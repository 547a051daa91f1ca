// Fixed catalogs sampled by scene generation.
//
// Patterns are the sacred-geometry motifs, shapes are the polar primitives a
// motif is built from. Both are closed enums with an `ALL` table in a fixed
// order; the order is part of the determinism contract because generation
// samples by index.
//
// See also: `render.rs` for the pattern dispatch table, `scene.rs` for the
// generator that samples these catalogs.

use serde::{Deserialize, Serialize};
use std::fmt;

/// Sacred-geometry pattern drawn inside a cell.
#[derive(Clone, Copy, Debug, PartialEq, Eq, Hash, PartialOrd, Ord, Serialize, Deserialize)]
pub enum Pattern {
    VesicaPiscis,
    SeedOfLife,
    EggOfLife,
    FlowerOfLife,
    FruitOfLife,
    MetatronsCube,
    TreeOfLife,
}

impl Pattern {
    pub const ALL: [Pattern; 7] = [
        Pattern::VesicaPiscis,
        Pattern::SeedOfLife,
        Pattern::EggOfLife,
        Pattern::FlowerOfLife,
        Pattern::FruitOfLife,
        Pattern::MetatronsCube,
        Pattern::TreeOfLife,
    ];

    pub fn name(self) -> &'static str {
        match self {
            Pattern::VesicaPiscis => "vesica piscis",
            Pattern::SeedOfLife => "seed of life",
            Pattern::EggOfLife => "egg of life",
            Pattern::FlowerOfLife => "flower of life",
            Pattern::FruitOfLife => "fruit of life",
            Pattern::MetatronsCube => "metatron's cube",
            Pattern::TreeOfLife => "tree of life",
        }
    }
}

impl fmt::Display for Pattern {
    fn fmt(&self, f: &mut fmt::Formatter<'_>) -> fmt::Result {
        f.write_str(self.name())
    }
}

/// Polar primitive a pattern is composed of.
#[derive(Clone, Copy, Debug, PartialEq, Eq, Hash, PartialOrd, Ord, Serialize, Deserialize)]
pub enum Shape {
    Ellipse,
    Triangle,
    Square,
    Pentagon,
    Hexagon,
    Heptagon,
    Octagon,
}

impl Shape {
    pub const ALL: [Shape; 7] = [
        Shape::Ellipse,
        Shape::Triangle,
        Shape::Square,
        Shape::Pentagon,
        Shape::Hexagon,
        Shape::Heptagon,
        Shape::Octagon,
    ];

    /// Number of polygon sides, `None` for the ellipse.
    pub fn sides(self) -> Option<u32> {
        match self {
            Shape::Ellipse => None,
            Shape::Triangle => Some(3),
            Shape::Square => Some(4),
            Shape::Pentagon => Some(5),
            Shape::Hexagon => Some(6),
            Shape::Heptagon => Some(7),
            Shape::Octagon => Some(8),
        }
    }
}

/// Flat backdrop of the second slot in a Pairs scene.
#[derive(Clone, Copy, Debug, PartialEq, Eq, Hash, Serialize, Deserialize)]
pub enum Background {
    Black,
    White,
}

impl Background {
    pub const ALL: [Background; 2] = [Background::Black, Background::White];

    /// HSB brightness of the backdrop (saturation is always 0).
    pub fn brightness(self) -> f64 {
        match self {
            Background::Black => 0.0,
            Background::White => 100.0,
        }
    }
}

/// Compositing mode the renderer applies for the duration of a transition.
#[derive(Clone, Copy, Debug, PartialEq, Eq, Hash, Serialize, Deserialize)]
pub enum BlendMode {
    Blend,
    Exclusion,
    Screen,
    Difference,
    HardLight,
}

impl BlendMode {
    pub const ALL: [BlendMode; 5] = [
        BlendMode::Blend,
        BlendMode::Exclusion,
        BlendMode::Screen,
        BlendMode::Difference,
        BlendMode::HardLight,
    ];
}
···
### [TASK DIRECTIONS]
Lines holding the string "Triangle": find them in the listing above and copy each one.

### [RESULT OF THIS TASK]
    Triangle,
        Shape::Triangle,
            Shape::Triangle => Some(3),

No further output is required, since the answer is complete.